Any other moments of irony in science?
 
This isn’t really ironic, but it’s reminiscent of the Hoyle story.

It was John Wheeler who coined the term “black hole.” This turned out to be extremely upsetting to the French, since the phrase translated into a rather rude way of referring to a particular region of the female anatomy.

Wheeler later went on to describe a certain property of black holes -- their lack of distinguishing properties, actually -- by using the phrase, “black holes have no hair.”
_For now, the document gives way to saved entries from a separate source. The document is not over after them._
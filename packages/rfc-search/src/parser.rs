//! Search results page parsing.
//!
//! The RFC Editor answers every search with an HTML page that holds one of:
//! - a `table.gridtable` with one row per matching RFC
//! - a `div.errors` container listing why the query was rejected
//! - neither, when the query matched nothing

use std::collections::BTreeMap;
use std::sync::LazyLock;

use scraper::{ElementRef, Html, Selector};

use crate::error::{Result, SearchError};
use crate::types::{SearchOutcome, SpecRecord};

/// Number of data cells in a results table row.
const ROW_CELLS: usize = 7;

/// Fixed cell positions within a results table row.
mod cell {
    pub const FILES: usize = 1;
    pub const TITLE: usize = 2;
    pub const AUTHORS: usize = 3;
    pub const DATE: usize = 4;
    pub const MORE_INFO: usize = 5;
    pub const STATUS: usize = 6;
}

/// Results table of a successful search.
#[allow(clippy::expect_used)] // Static selector that is guaranteed to be valid
static RESULTS_TABLE: LazyLock<Selector> =
    LazyLock::new(|| Selector::parse("table.gridtable").expect("valid selector"));

/// Container of the messages for a rejected query.
#[allow(clippy::expect_used)] // Static selector that is guaranteed to be valid
static ERRORS: LazyLock<Selector> =
    LazyLock::new(|| Selector::parse("div.errors").expect("valid selector"));

#[allow(clippy::expect_used)] // Static selector that is guaranteed to be valid
static ROW: LazyLock<Selector> =
    LazyLock::new(|| Selector::parse("tr").expect("valid selector"));

#[allow(clippy::expect_used)] // Static selector that is guaranteed to be valid
static HEADER_CELL: LazyLock<Selector> =
    LazyLock::new(|| Selector::parse("th").expect("valid selector"));

#[allow(clippy::expect_used)] // Static selector that is guaranteed to be valid
static DATA_CELL: LazyLock<Selector> =
    LazyLock::new(|| Selector::parse("td").expect("valid selector"));

#[allow(clippy::expect_used)] // Static selector that is guaranteed to be valid
static ANCHOR: LazyLock<Selector> =
    LazyLock::new(|| Selector::parse("a").expect("valid selector"));

#[allow(clippy::expect_used)] // Static selector that is guaranteed to be valid
static LIST_ITEM: LazyLock<Selector> =
    LazyLock::new(|| Selector::parse("li").expect("valid selector"));

/// Parse a search results page.
///
/// # Arguments
/// * `html` - Body of the search response
///
/// # Returns
/// * `SearchOutcome::Records` when the results table is present
/// * `SearchOutcome::RemoteValidationErrors` when the error container is present
/// * `SearchOutcome::NoMatches` otherwise
/// * `Err(SearchError::EmptyBody)` for an empty body
///
/// # Examples
/// ```
/// use rfc_search::parser::parse_search_results;
/// use rfc_search::types::SearchOutcome;
///
/// let html = "<html><body><p>Nothing here</p></body></html>";
/// assert_eq!(parse_search_results(html).unwrap(), SearchOutcome::NoMatches);
/// ```
pub fn parse_search_results(html: &str) -> Result<SearchOutcome> {
    if html.is_empty() {
        return Err(SearchError::EmptyBody);
    }

    let document = Html::parse_document(html);

    if let Some(table) = document.select(&RESULTS_TABLE).next() {
        let records: Vec<SpecRecord> = table
            .select(&ROW)
            .filter(|row| row.select(&HEADER_CELL).next().is_none())
            .filter_map(parse_row)
            .collect();

        tracing::debug!(count = records.len(), "Parsed results table");
        return Ok(SearchOutcome::Records(records));
    }

    if let Some(errors) = document.select(&ERRORS).next() {
        return Ok(SearchOutcome::RemoteValidationErrors(error_messages(errors)));
    }

    Ok(SearchOutcome::NoMatches)
}

/// Extract one record from a data row, or `None` if the row has another shape.
fn parse_row(row: ElementRef<'_>) -> Option<SpecRecord> {
    let cells: Vec<ElementRef<'_>> = row.select(&DATA_CELL).collect();
    if cells.len() != ROW_CELLS {
        tracing::debug!(cells = cells.len(), "Skipping row with unexpected cell count");
        return None;
    }

    let link = row.select(&ANCHOR).next()?;
    let link_text = element_text(link);

    let Some(id) = link_text
        .split_whitespace()
        .nth(1)
        .and_then(|token| token.parse::<u32>().ok())
    else {
        tracing::debug!(link = %link_text, "Skipping row without RFC number");
        return None;
    };

    let page_url = link.value().attr("href")?.to_string();

    Some(SpecRecord {
        id,
        files: file_links(cells[cell::FILES]),
        title: element_text(cells[cell::TITLE]),
        authors: element_text(cells[cell::AUTHORS]),
        date: element_text(cells[cell::DATE]),
        more_info: element_text(cells[cell::MORE_INFO]),
        status: element_text(cells[cell::STATUS]),
        page_url,
    })
}

/// Map each hyperlink in the files cell from its label to its target.
fn file_links(files_cell: ElementRef<'_>) -> BTreeMap<String, String> {
    files_cell
        .select(&ANCHOR)
        .filter_map(|anchor| {
            let href = anchor.value().attr("href")?;
            Some((element_text(anchor), href.to_string()))
        })
        .collect()
}

/// Collect the messages listed in the error container.
///
/// A container without list items yields its own text as the only message.
fn error_messages(errors: ElementRef<'_>) -> Vec<String> {
    let messages: Vec<String> = errors
        .select(&LIST_ITEM)
        .map(element_text)
        .filter(|message| !message.is_empty())
        .collect();

    if messages.is_empty() {
        let text = element_text(errors);
        if !text.is_empty() {
            return vec![text];
        }
    }

    messages
}

/// Concatenated text of an element, trimmed.
fn element_text(element: ElementRef<'_>) -> String {
    element.text().collect::<String>().trim().to_string()
}
pub mod analysis_language;
pub mod persona;

pub use analysis_language::AnalysisLanguage;
pub use persona::Persona;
No one's quite sure if he did this maliciously, but as you might imagine, it did not endear him to the already embarrassed French.
 
If we class mathematics as a science like Gregory Chaitin does then here.
It turns out Newton wasn't the obly important opponent that Leibniz had had.
The satirical novel candide by voltaire, which was made a musical comdery when I was a child, is actually a caricature of Leibniz. Voltaire was Leibniz's implacable opponent, and a terrific Newton booster- his mistress La Marquise du Chatelet translated Newton's Principia into French. Voltaire was against one and in favor of the other, not based on an understanding of their work, but simple because Leibniz constantly mentions God, whereas Newton's work seems to fit in perfectly with an atheist, mechanisitic worldview.
Poor Voltaire- if he had read Newton's private papers, he would realised that he had backed the wrong man! Newton's belifes were primitive and literal-Newton computed the age of the world based on the Bible. Whereas Leibniz was never seen to enter a church, and his notion of God was sophisticated and subtle.
Gregory Chaitin Metamaths

This made me laugh for ages. Voltaire was a idiot, however philosophy is for science rejects:duck:

P.S. Only kidding about the philosophy science rejects comment. I would quote Leizbiz about philosophy, however lets hear Einstein's view on philosophy
The man of science is a poor philosopher.
 
How about Millikan's series of experiments intended to prove that Einstein's explanation of the photoelectric effect was wrong, which actually ended up providing the proof that it was correct?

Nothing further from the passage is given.